- Born: 1 August 1976 (age 50) Leeds, West Yorkshire, England
- Occupation: Actress
- Television: Doctors

= Elizabeth Bower =

English actress

Elizabeth Bower (born 1 August 1976) is an English actress, known for her role as Melody Bell in the BBC soap opera Doctors from 2007 to 2009. Following her exit from the series, Bower has starred in various projects including Trollied, Secret Life of Boys, Brave Bunnies, Princess Mirror-Belle and Three Little Birds.

==Life and career==
Bower was born in Leeds, West Yorkshire, on 1 August 1976. Educated in Solihull, Bower attended Langley School, before undertaking A Levels in theatre studies, biology and geography at Solihull Sixth Form College. After graduating from the University of Warwick with a Bachelor of Arts in theatre studies and performing arts, Bower gained her post graduate diploma in Acting and Musical Theatre from the Mountview Academy of Theatre Arts. After an initial period solely on stage, Bower took a supporting cast role in The Ralf Little Show in 2002 and occasional turns presenting Five kids slot Milkshake!. She then starred in Channel 4's comedy sketch show Spoons and took a guest lead role in the crime drama series Silent Witness as DCI Helen Radley.

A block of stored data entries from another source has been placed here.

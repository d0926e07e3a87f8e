use std::io;
use std::path::PathBuf;

use crossterm::event::{self, Event, KeyCode, KeyEvent, KeyEventKind, KeyModifiers};
use ratatui::{
    DefaultTerminal, Frame,
    layout::{Constraint, Direction, Layout, Rect},
};

use crate::components::{Component, EventResult, status_bar::StatusBar, tab_bar::TabBar};
use crate::screens::{ComparisonScreen, ParametersScreen};
use crate::state::{AppState, TabId};

pub struct App {
    state: AppState,
    tab_bar: TabBar,
    status_bar: StatusBar,
    parameters_screen: ParametersScreen,
    comparison_screen: ComparisonScreen,
}

impl Default for App {
    fn default() -> Self {
        Self::new()
    }
}

impl App {
    pub fn new() -> Self {
        Self {
            state: AppState::default(),
            tab_bar: TabBar::new(),
            status_bar: StatusBar::new(),
            parameters_screen: ParametersScreen::new(),
            comparison_screen: ComparisonScreen::new(),
        }
    }

    /// Create app with a data directory for logs and exported reports
    pub fn with_data_dir(data_dir: PathBuf) -> Self {
        Self {
            state: AppState::with_data_dir(data_dir),
            ..Self::new()
        }
    }

    /// runs the application's main loop until the user quits
    pub fn run(&mut self, terminal: &mut DefaultTerminal) -> color_eyre::Result<()> {
        while !self.state.exit {
            terminal.draw(|frame| self.draw(frame))?;
            self.handle_events()?;
        }
        Ok(())
    }

    fn draw(&mut self, frame: &mut Frame) {
        // Main layout: tab bar, content, status bar
        let chunks = Layout::default()
            .direction(Direction::Vertical)
            .constraints([
                Constraint::Length(2), // Tab bar
                Constraint::Min(0),    // Content
                Constraint::Length(2), // Status bar
            ])
            .split(frame.area());

        self.tab_bar.render(frame, chunks[0], &self.state);
        self.render_active_screen(frame, chunks[1]);
        self.status_bar.render(frame, chunks[2], &self.state);
    }

    fn render_active_screen(&mut self, frame: &mut Frame, area: Rect) {
        match self.state.active_tab {
            TabId::Parameters => self.parameters_screen.render(frame, area, &self.state),
            TabId::Comparison => self.comparison_screen.render(frame, area, &self.state),
        }
    }

    fn handle_events(&mut self) -> io::Result<()> {
        match event::read()? {
            Event::Key(key_event) if key_event.kind == KeyEventKind::Press => {
                self.handle_key_event(key_event)
            }
            _ => {}
        };
        Ok(())
    }

    fn handle_key_event(&mut self, key_event: KeyEvent) {
        // A field edit captures everything except Ctrl+C
        if self.state.edit_buffer.is_some() {
            if key_event.code == KeyCode::Char('c')
                && key_event.modifiers.contains(KeyModifiers::CONTROL)
            {
                self.state.exit = true;
                return;
            }
            self.parameters_screen
                .handle_key(key_event, &mut self.state);
            return;
        }

        // Global key bindings
        match key_event.code {
            KeyCode::Char('q') if key_event.modifiers.is_empty() => {
                self.state.exit = true;
                return;
            }
            KeyCode::Char('c') if key_event.modifiers.contains(KeyModifiers::CONTROL) => {
                self.state.exit = true;
                return;
            }
            KeyCode::Esc => {
                self.state.clear_error();
                self.state.status_message = None;
                return;
            }
            _ => {}
        }

        // Try tab bar first
        if self.tab_bar.handle_key(key_event, &mut self.state) != EventResult::NotHandled {
            return;
        }

        // Then the active screen
        let result = match self.state.active_tab {
            TabId::Parameters => self
                .parameters_screen
                .handle_key(key_event, &mut self.state),
            TabId::Comparison => self
                .comparison_screen
                .handle_key(key_event, &mut self.state),
        };

        if result == EventResult::Exit {
            self.state.exit = true;
        }
    }
}

#[cfg(test)]
mod tests {
    use super::*;

    fn key(code: KeyCode) -> KeyEvent {
        KeyEvent::from(code)
    }

    #[test]
    fn test_quit_key_sets_exit() {
        let mut app = App::new();
        app.handle_key_event(key(KeyCode::Char('q')));
        assert!(app.state.exit);
    }

    #[test]
    fn test_tab_switching() {
        let mut app = App::new();
        assert_eq!(app.state.active_tab, TabId::Parameters);

        app.handle_key_event(key(KeyCode::Char('2')));
        assert_eq!(app.state.active_tab, TabId::Comparison);

        app.handle_key_event(key(KeyCode::Char('1')));
        assert_eq!(app.state.active_tab, TabId::Parameters);
    }

    #[test]
    fn test_q_is_captured_while_editing() {
        let mut app = App::new();
        app.handle_key_event(key(KeyCode::Enter));
        assert!(app.state.edit_buffer.is_some());

        app.handle_key_event(key(KeyCode::Char('q')));
        assert!(!app.state.exit, "q must not quit during a field edit");

        app.handle_key_event(key(KeyCode::Esc));
        assert!(app.state.edit_buffer.is_none());
    }

    #[test]
    fn test_esc_clears_messages() {
        let mut app = App::new();
        app.state.set_error("boom".to_string());
        app.handle_key_event(key(KeyCode::Esc));
        assert!(app.state.error_message.is_none());
    }
}
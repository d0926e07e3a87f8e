//! Comparison results
//!
//! Output types from a single engine run: itemized category breakdowns,
//! the two comparable totals and helper accessors for charts and reports.

use serde::Serialize;

/// A single named cost line within a category
#[derive(Debug, Clone, Copy, Serialize)]
pub struct LineItem {
    pub label: &'static str,
    pub amount: f64,
}

/// An itemized cost category with its total
#[derive(Debug, Clone, Serialize)]
pub struct CategoryBreakdown {
    pub items: Vec<LineItem>,
    pub sum: f64,
}

impl CategoryBreakdown {
    /// Build a breakdown from its line items, summing as-is (no rounding)
    pub fn from_items(items: Vec<LineItem>) -> Self {
        let sum = items.iter().map(|i| i.amount).sum();
        Self { items, sum }
    }
}

/// Components of the salary-increase alternative
#[derive(Debug, Clone, Copy, Serialize)]
pub struct SalaryBreakdown {
    /// Raw raise amount (current salary x increase percent)
    pub increase: f64,
    /// Social contributions on the raise
    pub social: f64,
    /// Benefits on the raise
    pub benefits: f64,
}

/// Which of the two options costs less
#[derive(Debug, Clone, Copy, PartialEq, Eq, Serialize)]
pub enum Recommendation {
    SalaryIncrease,
    NewHire,
}

/// Complete results from one comparison run.
///
/// `total_hire` is the *incremental* cost of replacing the employee: the
/// category sums plus the grossed-up salary difference, never the new
/// hire's full employment cost. `total_salary_increase` is already a pure
/// incremental cost by construction, so the two are directly comparable.
#[derive(Debug, Clone, Serialize)]
pub struct CostComparison {
    pub recruiting: CategoryBreakdown,
    pub vacancy: CategoryBreakdown,
    pub onboarding: CategoryBreakdown,
    /// Ramp-up productivity loss (no itemization, single formula)
    pub productivity: f64,
    pub other: CategoryBreakdown,
    /// Annualized salary difference incl. social and benefits overhead.
    /// Negative when the new hire earns less than the incumbent.
    pub salary_difference: f64,
    /// Grand incremental cost of the new-hire path
    pub total_hire: f64,
    /// Grand cost of the raise alternative
    pub total_salary_increase: f64,
    pub salary_breakdown: SalaryBreakdown,
}

impl CostComparison {
    /// Percentage share of `amount` against the hire total.
    ///
    /// Returns 0 when the total is zero so report generators can divide
    /// every category without a NaN guard of their own.
    pub fn share_of_total(&self, amount: f64) -> f64 {
        if self.total_hire == 0.0 {
            0.0
        } else {
            amount / self.total_hire * 100.0
        }
    }

    /// The named category sums in display order
    pub fn categories(&self) -> [(&'static str, f64); 6] {
        [
            ("Recruiting", self.recruiting.sum),
            ("Vacancy", self.vacancy.sum),
            ("Onboarding", self.onboarding.sum),
            ("Productivity loss", self.productivity),
            ("Other costs", self.other.sum),
            ("Salary difference", self.salary_difference),
        ]
    }

    /// Signed cost delta of hiring over raising.
    /// Positive means the raise is the cheaper option.
    pub fn savings(&self) -> f64 {
        self.total_hire - self.total_salary_increase
    }

    /// Which option costs less (ties go to the new hire, matching the
    /// savings sign convention)
    pub fn cheaper_option(&self) -> Recommendation {
        if self.total_hire > self.total_salary_increase {
            Recommendation::SalaryIncrease
        } else {
            Recommendation::NewHire
        }
    }

    /// Relative savings in percent of the cheaper option's total.
    /// Zero when the cheaper total is zero.
    pub fn savings_percent(&self) -> f64 {
        let base = self.total_hire.min(self.total_salary_increase);
        if base == 0.0 {
            0.0
        } else {
            self.savings().abs() / base * 100.0
        }
    }
}
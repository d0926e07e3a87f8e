/// Format a euro amount without cents, with thousands separators
pub fn format_eur(value: f64) -> String {
    let rounded = value.round();
    let abs = rounded.abs() as i64;

    let digits = abs.to_string();
    let mut grouped = String::new();
    for (i, c) in digits.chars().rev().enumerate() {
        if i > 0 && i % 3 == 0 {
            grouped.push(',');
        }
        grouped.push(c);
    }
    let grouped: String = grouped.chars().rev().collect();

    if rounded < 0.0 {
        format!("-{grouped} €")
    } else {
        format!("{grouped} €")
    }
}

/// Format a euro amount with an explicit sign, for deltas
pub fn format_eur_signed(value: f64) -> String {
    if value.round() >= 0.0 {
        format!("+{}", format_eur(value))
    } else {
        format_eur(value)
    }
}

/// Format a percentage with one decimal place (input already in percent)
pub fn format_percent(value: f64) -> String {
    format!("{value:.1}%")
}
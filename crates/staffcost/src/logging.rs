use std::fs::{self, OpenOptions};
use std::path::Path;
use std::sync::Arc;

use tracing_subscriber::{EnvFilter, fmt, layer::SubscriberExt, util::SubscriberInitExt};

/// Maximum log file size before rotation (2 MB)
const MAX_LOG_SIZE: u64 = 2 * 1024 * 1024;

/// Rotate the log by moving it aside once it grows past the limit.
/// The previous generation replaces any older `.old` file.
fn rotate_log_if_needed(log_path: &Path) -> std::io::Result<()> {
    if !log_path.exists() {
        return Ok(());
    }
    if fs::metadata(log_path)?.len() <= MAX_LOG_SIZE {
        return Ok(());
    }
    fs::rename(log_path, log_path.with_extension("log.old"))?;
    Ok(())
}

/// Initialize logging to a file in the data directory.
///
/// Logs go to `{data_dir}/staffcost.log`; when the file exceeds 2MB it is
/// rotated to `staffcost.log.old`. The level comes from the `RUST_LOG`
/// environment variable when set, otherwise from `level`.
pub fn init_logging(data_dir: &Path, level: &str) -> color_eyre::Result<()> {
    fs::create_dir_all(data_dir)?;

    let log_path = data_dir.join("staffcost.log");

    if let Err(e) = rotate_log_if_needed(&log_path) {
        eprintln!("Warning: Failed to rotate log file: {e}");
    }

    let file = OpenOptions::new()
        .create(true)
        .append(true)
        .open(&log_path)?;

    let default_filter = format!("staffcost={level},staffcost_core=warn");
    let env_filter =
        EnvFilter::try_from_default_env().unwrap_or_else(|_| EnvFilter::new(&default_filter));

    tracing_subscriber::registry()
        .with(env_filter)
        .with(
            fmt::layer()
                .with_writer(Arc::new(file))
                .with_ansi(false)
                .with_target(true),
        )
        .init();

    tracing::info!("staffcost logging initialized (log_path={})", log_path.display());
    Ok(())
}
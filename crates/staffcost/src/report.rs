//! CSV report export
//!
//! Renders the full comparison into a line-based CSV report (header,
//! executive summary, parameters, itemized breakdown with percentage
//! shares) and writes it atomically into `{data_dir}/reports/`.

use std::io;
use std::path::{Path, PathBuf};

use staffcost_core::{CostComparison, Parameters, Recommendation};

use crate::util::format::{format_eur, format_eur_signed, format_percent};
use crate::util::io::atomic_write;

/// Render the detailed report for the given parameters and result
pub fn render_report(params: &Parameters, result: &CostComparison) -> String {
    let now = jiff::Zoned::now();
    let mut lines: Vec<String> = Vec::new();

    lines.push("HR COST COMPARISON - DETAILED REPORT".to_string());
    lines.push("=".repeat(50));
    lines.push(String::new());
    lines.push(format!("Created: {}", now.strftime("%d.%m.%Y %H:%M")));
    lines.push(format!("Industry: {}", params.industry));
    lines.push(String::new());

    lines.push("EXECUTIVE SUMMARY".to_string());
    lines.push("-".repeat(20));
    let recommendation = match result.cheaper_option() {
        Recommendation::SalaryIncrease => format!(
            "Salary increase is cheaper by {}",
            format_eur(result.savings().abs())
        ),
        Recommendation::NewHire => format!(
            "Replacement hire is cheaper by {}",
            format_eur(result.savings().abs())
        ),
    };
    lines.push(format!("Recommendation: {recommendation}"));
    lines.push(format!(
        "Replacement hire (additional cost): {}",
        format_eur(result.total_hire)
    ));
    lines.push(format!(
        "Salary increase cost: {}",
        format_eur(result.total_salary_increase)
    ));
    lines.push(String::new());

    lines.push("PARAMETERS".to_string());
    lines.push("-".repeat(20));
    lines.push(format!(
        "Annual salary (new hire): {}",
        format_eur(params.hire_salary)
    ));
    lines.push(format!(
        "Annual salary (current): {}",
        format_eur(params.current_salary)
    ));
    lines.push(format!(
        "Salary gap: {}",
        format_eur_signed(params.salary_gap())
    ));
    lines.push(format!("Vacancy duration: {} months", params.vacancy_months));
    lines.push(format!(
        "Productivity loss: {}",
        format_percent(params.prod_loss_percent)
    ));
    lines.push(String::new());

    lines.push("COST BREAKDOWN - REPLACEMENT HIRE (ADDITIONAL COST)".to_string());
    lines.push("-".repeat(40));
    for (name, sum) in result.categories() {
        lines.push(format!(
            "{name}: {} ({})",
            format_eur(sum),
            format_percent(result.share_of_total(sum))
        ));
    }
    lines.push(format!(
        "TOTAL ADDITIONAL COST: {}",
        format_eur(result.total_hire)
    ));
    lines.push(String::new());

    lines.push("ITEMIZED COSTS".to_string());
    lines.push("-".repeat(40));
    for (name, category) in [
        ("Recruiting", &result.recruiting),
        ("Vacancy", &result.vacancy),
        ("Onboarding", &result.onboarding),
        ("Other costs", &result.other),
    ] {
        lines.push(format!("{name}:"));
        for item in &category.items {
            lines.push(format!("  {}: {}", item.label, format_eur(item.amount)));
        }
    }
    lines.push(String::new());

    lines.push("SALARY INCREASE BREAKDOWN".to_string());
    lines.push("-".repeat(40));
    lines.push(format!(
        "Increase: {}",
        format_eur(result.salary_breakdown.increase)
    ));
    lines.push(format!(
        "Social contributions: {}",
        format_eur(result.salary_breakdown.social)
    ));
    lines.push(format!(
        "Benefits: {}",
        format_eur(result.salary_breakdown.benefits)
    ));
    lines.push(format!(
        "TOTAL: {}",
        format_eur(result.total_salary_increase)
    ));
    lines.push(String::new());

    lines.join("\n")
}

/// Write the report to `{data_dir}/reports/` with a timestamped name,
/// returning the path written
pub fn write_report(
    data_dir: &Path,
    params: &Parameters,
    result: &CostComparison,
) -> io::Result<PathBuf> {
    let reports_dir = data_dir.join("reports");
    std::fs::create_dir_all(&reports_dir)?;

    let stamp = jiff::Zoned::now().strftime("%Y%m%d_%H%M%S").to_string();
    let path = reports_dir.join(format!("comparison_{stamp}.csv"));

    atomic_write(&path, &render_report(params, result))?;
    tracing::info!("report written to {}", path.display());
    Ok(path)
}

#[cfg(test)]
mod tests {
    use super::*;
    use staffcost_core::compare;
    use tempfile::tempdir;

    #[test]
    fn test_report_sections_present() {
        let params = Parameters::default();
        let result = compare(&params);
        let report = render_report(&params, &result);

        assert!(report.contains("EXECUTIVE SUMMARY"));
        assert!(report.contains("PARAMETERS"));
        assert!(report.contains("COST BREAKDOWN"));
        assert!(report.contains("SALARY INCREASE BREAKDOWN"));
        assert!(report.contains("Industry: General"));

        // Defaults favor the raise
        assert!(report.contains("Salary increase is cheaper by"));
        // Known values from the default scenario
        assert!(report.contains("Salary difference: 6,500 €"));
        assert!(report.contains("Productivity loss: 7,320 €"));
    }

    /// Zero totals must still render; shares come out as 0.0% instead
    /// of NaN
    #[test]
    fn test_report_zero_total() {
        let params = Parameters {
            hire_salary: 0.0,
            current_salary: 0.0,
            vacancy_months: 0,
            job_ad_qty: 0.0,
            consultant_percent: 0.0,
            interview_hours: 0.0,
            assessment_qty: 0.0,
            travel_qty: 0.0,
            background_qty: 0.0,
            lost_productivity_monthly: 0.0,
            overtime_hours: 0.0,
            external_days: 0.0,
            salary_saved_monthly: 0.0,
            hr_hours: 0.0,
            peer_hours: 0.0,
            training_cost: 0.0,
            it_setup_cost: 0.0,
            mentor_hours: 0.0,
            error_cost: 0.0,
            knowhow_cost: 0.0,
            customer_cost: 0.0,
            team_morale_cost: 0.0,
            ..Parameters::default()
        };
        let result = compare(&params);
        assert_eq!(result.total_hire, 0.0);

        let report = render_report(&params, &result);
        assert!(!report.contains("NaN"));
        assert!(report.contains("Recruiting: 0 € (0.0%)"));
    }

    #[test]
    fn test_write_report_creates_file() {
        let dir = tempdir().unwrap();
        let params = Parameters::default();
        let result = compare(&params);

        let path = write_report(dir.path(), &params, &result).unwrap();

        assert!(path.exists());
        assert!(path.starts_with(dir.path().join("reports")));
        let content = std::fs::read_to_string(&path).unwrap();
        assert!(content.contains("HR COST COMPARISON"));
    }
}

After starring in the television adaptation of the children's book drama series The New Worst Witch, Bower won the Edinburgh Fringe Report award for Best Actress: TV Drama and Comedy 2006. Regarding her win, it was written: "The award reflects Elizabeth Bower's outstanding performances in the core cast of Spoons for Channel 4, as Miss Widget in The New Worst Witch for Granada, as Detective Chief Inspector Helen Radley in Silent Witness, and in The Flat for the BBC. It also reflects her gifted theatre acting including NewsRevue in London and Edinburgh and the relationship drama Playing." In 2007, Bower was cast as GP registrar Melody Bell on the BBC medical soap opera Doctors, who arrives in the series as a "scatty, very vocal and highly strung" doctor in training who has a lot of maturing to do. She departed from the series in 2009.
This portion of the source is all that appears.